We walked back through the grove. From time to time, I stopped to look at more wee orchids, growing out from the trunks of trees or dangling on long threads from somewhere up in the canopy. Each time I paused, Mother did too… watching me out of the corner of her eye, trying not to be caught doing it.
Sizing me up. Wondering who I was. Or perhaps just wondering when I’d go away.
At the edge of the grove I suddenly turned to her. "You drove me crazy," I said, "and I drove you crazy, but that was long ago. It’s witless, both of us acting like ice."
She bit her lip. "You’re sure you aren’t on a recovery program, Faye?"
"When you join the Vigil, you stop being able to ignore the obvious. Like the way I acted the slut just to drive you frantic. That was flat-out childish. I’m sorry."
"Oh," she said. "You’re sorry. That’s all right then. Or is this where I say I’m sorry too, and we have a big hug?"
"Watch it, Ma — if we start trying to hurt each other again, we might see how much we have in common. We’ll end up bonding in spite of ourselves."
"Do you think so?" She glanced toward the house as if she was considering whether to run away inside. Flee, or stay and be brave a little while longer. Finally, she gave me a sideways glance that skipped past my eyes without meeting them. "You are looking good, Faye. For someone your size. I always said you could be a pretty girl if you’d just cut down the debauchery."

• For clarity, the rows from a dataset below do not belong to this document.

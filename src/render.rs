//! Text renderings of a recommendation result.
//!
//! `short` is the reply that ends a round; `long` is what "show more"
//! replays and `compare` puts Top-1 against Top-2. All of them read only
//! the cached result, never the candidate pool.

use crate::selection::{AlternateSlot, AppliedFilters, Outcome, Pick, RecommendationResult};
use crate::slots::{parse_scene, BrandStance};

/// Reply to "show more" when no round has completed yet.
pub const NOTHING_TO_SHOW: &str = "暂无可展开的结果：请先完成 4 个问题拿到推荐。";

const RULE: &str = "--------------------------------------------------------------------";

/// Human label for a metric name; unknown metrics keep their raw name.
pub fn metric_label(metric: &str) -> &str {
    match metric {
        "input_lag_ms_60hz" => "输入延迟",
        "hdmi_2_1_ports" => "HDMI 2.1 接口数",
        "vrr" => "VRR",
        "allm" => "ALLM",
        "peak_brightness_nits" => "峰值亮度",
        "local_dimming_zones" => "控光分区",
        "reflection_specular" => "镜面反射",
        "uniformity_gray50_max_dev" => "灰阶均匀性偏差",
        "color_gamut_dci_p3" => "DCI-P3 色域",
        "refresh_rate_hz" => "刷新率",
        "price" => "价格",
        "launch_recency" => "上市时间",
        other => other,
    }
}

fn pick_line(p: &Pick) -> String {
    let launch = p
        .launch
        .map(|l| l.to_string())
        .unwrap_or_else(|| "未知".to_string());
    format!(
        "{} {} | {}寸 | ￥{} | 首发 {}",
        p.brand, p.model, p.size_inch, p.price, launch
    )
}

fn scene_text(scene: &str) -> String {
    parse_scene(scene)
        .value()
        .map(|s| s.description().to_string())
        .unwrap_or_else(|| scene.to_string())
}

fn push_filters(lines: &mut Vec<String>, f: &AppliedFilters) {
    lines.push(format!("- 尺寸：{} 寸", f.size));
    lines.push(format!("- 预算上限：{} 元", f.budget));
    lines.push(format!("- 场景：{}", f.scene));
    lines.push(format!("- 品牌：{}", f.brand.describe()));
}

fn push_alternates(lines: &mut Vec<String>, result: &RecommendationResult, detailed: bool) {
    let slots = [
        ("备选1｜低价款", &result.lowest_price),
        ("备选2｜中价款", &result.mid_price),
    ];
    for (label, slot) in slots {
        match slot {
            AlternateSlot::Available(p) => {
                lines.push(format!("{}：{}", label, pick_line(p)));
                if detailed {
                    push_pick_detail(lines, p);
                }
            }
            AlternateSlot::Unavailable => {
                lines.push(format!("{}：暂无（预算内找不到不重复且有价格的候选）", label))
            }
        }
    }
}

fn push_pick_detail(lines: &mut Vec<String>, p: &Pick) {
    lines.push(format!("   综合得分：{:.3}", p.score));

    let mut parts: Vec<(&String, &f64)> = p.contributions.iter().filter(|(_, v)| **v > 0.0).collect();
    parts.sort_by(|a, b| b.1.total_cmp(a.1).then_with(|| a.0.cmp(b.0)));
    if !parts.is_empty() {
        let text = parts
            .iter()
            .map(|(m, v)| format!("{} +{:.3}", metric_label(m), v))
            .collect::<Vec<_>>()
            .join("，");
        lines.push(format!("   加分项：{}", text));
    }
    if !p.adjustments.is_empty() {
        lines.push(format!("   扣分项：{}", p.adjustments.join("；")));
    }
}

fn brand_note(stance: &BrandStance) -> &'static str {
    match stance {
        BrandStance::RestrictTo(_) => "说明：你选择了“只要某品牌”，因此 Top3/+2 都在该品牌内找。",
        BrandStance::Exclude(_) => "说明：你选择了“排除某品牌”，因此结果已过滤这些品牌。",
        BrandStance::Unrestricted => "说明：你未限制品牌，因此 Top3/+2 允许跨品牌。",
    }
}

/// Reply when nothing survived filtering.
pub fn no_candidates(result: &RecommendationResult) -> String {
    let mut lines = vec!["⚠️ 当前条件下暂无可推荐机型".to_string()];
    push_filters(&mut lines, &result.filters);
    lines.push(String::new());
    lines.push("常见原因：预算内可用候选不足，或价格缺失被过滤。可以回复“重置”放宽条件再试。".to_string());
    lines.join("\n")
}

/// Compact reply for a finished round.
pub fn short(result: &RecommendationResult) -> String {
    if result.outcome == Outcome::NoCandidates {
        return no_candidates(result);
    }

    let mut lines = vec!["✅ 已收集需求（固定4问完成）".to_string()];
    push_filters(&mut lines, &result.filters);
    lines.push(String::new());
    lines.push("Top3：".to_string());
    for (i, p) in result.top.iter().enumerate() {
        lines.push(format!("{}. {}", i + 1, pick_line(p)));
    }
    lines.push(String::new());
    push_alternates(&mut lines, result, false);
    lines.push(String::new());
    lines.push("回复：更多 查看详细分析｜对比 查看前两名差异".to_string());
    lines.join("\n")
}

/// Full explanation of a cached result.
pub fn long(result: &RecommendationResult) -> String {
    if result.outcome == Outcome::NoCandidates {
        return no_candidates(result);
    }

    let f = &result.filters;
    let mut lines = vec!["📋 详细分析".to_string()];
    push_filters(&mut lines, f);
    lines.push(format!("- 场景权重：{}", scene_text(&f.scene)));
    lines.push(format!("- 符合条件的候选：{} 台", result.eligible));
    lines.push(String::new());

    lines.push(format!(
        "Top3：当前条件下综合最优（预算内，{} 年新品优先）",
        f.preferred_year
    ));
    lines.push(RULE.to_string());
    for (i, p) in result.top.iter().enumerate() {
        lines.push(format!("{}. {}", i + 1, pick_line(p)));
        push_pick_detail(&mut lines, p);
    }
    lines.push(String::new());

    lines.push("+2 备选（不重复 Top3）".to_string());
    lines.push(RULE.to_string());
    push_alternates(&mut lines, result, true);
    lines.push(String::new());

    lines.push(format!(
        "说明：排序规则={} 年首发优先 → 综合得分高→低 → 首发时间新→旧 → 价格高→低。",
        f.preferred_year
    ));
    lines.push(brand_note(&f.brand).to_string());
    lines.join("\n")
}

/// Contribution gaps below this count as a tie.
const TIE_EPSILON: f64 = 1e-9;

/// Head-to-head of the two best picks: per-metric differences, a verdict
/// with reasons, and who each one does not suit.
pub fn compare(result: &RecommendationResult) -> String {
    let (a, b) = match result.top.as_slice() {
        [a, b, ..] => (a, b),
        _ => return NOTHING_TO_COMPARE.to_string(),
    };

    let mut lines = vec!["⚖️ Top1 vs Top2".to_string()];
    lines.push(format!("A：{}", pick_line(a)));
    lines.push(format!("B：{}", pick_line(b)));
    lines.push(RULE.to_string());

    let gaps = metric_gaps(a, b);
    lines.push("差异：".to_string());
    for (metric, av, bv) in &gaps {
        let verdict = if (av - bv).abs() <= TIE_EPSILON {
            "两者一致"
        } else if av > bv {
            "A更好"
        } else {
            "B更好"
        };
        lines.push(format!(
            "- {}：A +{:.3}，B +{:.3}（{}）",
            metric_label(metric),
            av,
            bv,
            verdict
        ));
    }
    lines.push(String::new());

    let (winner, loser, name) = if b.score > a.score { (b, a, "B") } else { (a, b, "A") };
    lines.push(format!("结论：选 {}（{} {}）", name, winner.brand, winner.model));
    if (a.score - b.score).abs() <= TIE_EPSILON {
        lines.push("- 综合得分相同，按排序优先 A".to_string());
    } else {
        lines.push(format!(
            "- 综合得分 {} 更高（{:.3} > {:.3}）",
            name, winner.score, loser.score
        ));
    }
    let mut leads: Vec<&(String, f64, f64)> = gaps
        .iter()
        .filter(|(_, av, bv)| {
            let lead = if name == "A" { av - bv } else { bv - av };
            lead > TIE_EPSILON
        })
        .collect();
    leads.sort_by(|x, y| (y.1 - y.2).abs().total_cmp(&(x.1 - x.2).abs()));
    for (metric, _, _) in leads.into_iter().take(2) {
        lines.push(format!("- {}：{} 更占优", metric_label(metric), name));
    }
    lines.push(String::new());

    lines.push("不适合谁：".to_string());
    lines.push(format!("- A：{}", not_suited(a)));
    lines.push(format!("- B：{}", not_suited(b)));
    lines.join("\n")
}

/// Reply to "compare" when there are fewer than two picks to compare.
pub const NOTHING_TO_COMPARE: &str = "暂无可对比的结果：需要先完成一轮推荐，且 Top3 至少有 2 台。";

/// Weighted metrics of both picks, largest gap first.
fn metric_gaps(a: &Pick, b: &Pick) -> Vec<(String, f64, f64)> {
    let mut gaps: Vec<(String, f64, f64)> = a
        .contributions
        .keys()
        .chain(b.contributions.keys())
        .collect::<std::collections::BTreeSet<_>>()
        .into_iter()
        .map(|m| {
            let av = a.contributions.get(m).copied().unwrap_or(0.0);
            let bv = b.contributions.get(m).copied().unwrap_or(0.0);
            (m.clone(), av, bv)
        })
        .collect();
    gaps.sort_by(|x, y| {
        (y.1 - y.2)
            .abs()
            .total_cmp(&(x.1 - x.2).abs())
            .then_with(|| x.0.cmp(&y.0))
    });
    gaps
}

/// Weak spots of one pick: metrics that earned nothing plus fired penalties.
fn not_suited(p: &Pick) -> String {
    let mut parts: Vec<String> = p
        .contributions
        .iter()
        .filter(|(_, v)| **v <= TIE_EPSILON)
        .map(|(m, _)| format!("看重{}的用户", metric_label(m)))
        .collect();
    parts.extend(p.adjustments.iter().map(|a| format!("在意扣分项（{}）的用户", a)));
    if parts.is_empty() {
        "暂无明显短板".to_string()
    } else {
        parts.join("；")
    }
}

"You never said that in your life."
"True. But you’re looking good. You’re…" Suddenly, she spun away and started across the lawn. Without turning around, she murmured, "He glowed."
"What?" I hurried along behind her. "Who glowed?"
"Your father. At night. In bed. After he discovered the cure." She was moving fast, not looking in my direction. "Now and then," she said, "he glowed with faint colored lights."
She ran up the back steps and into the house, refusing to say another word.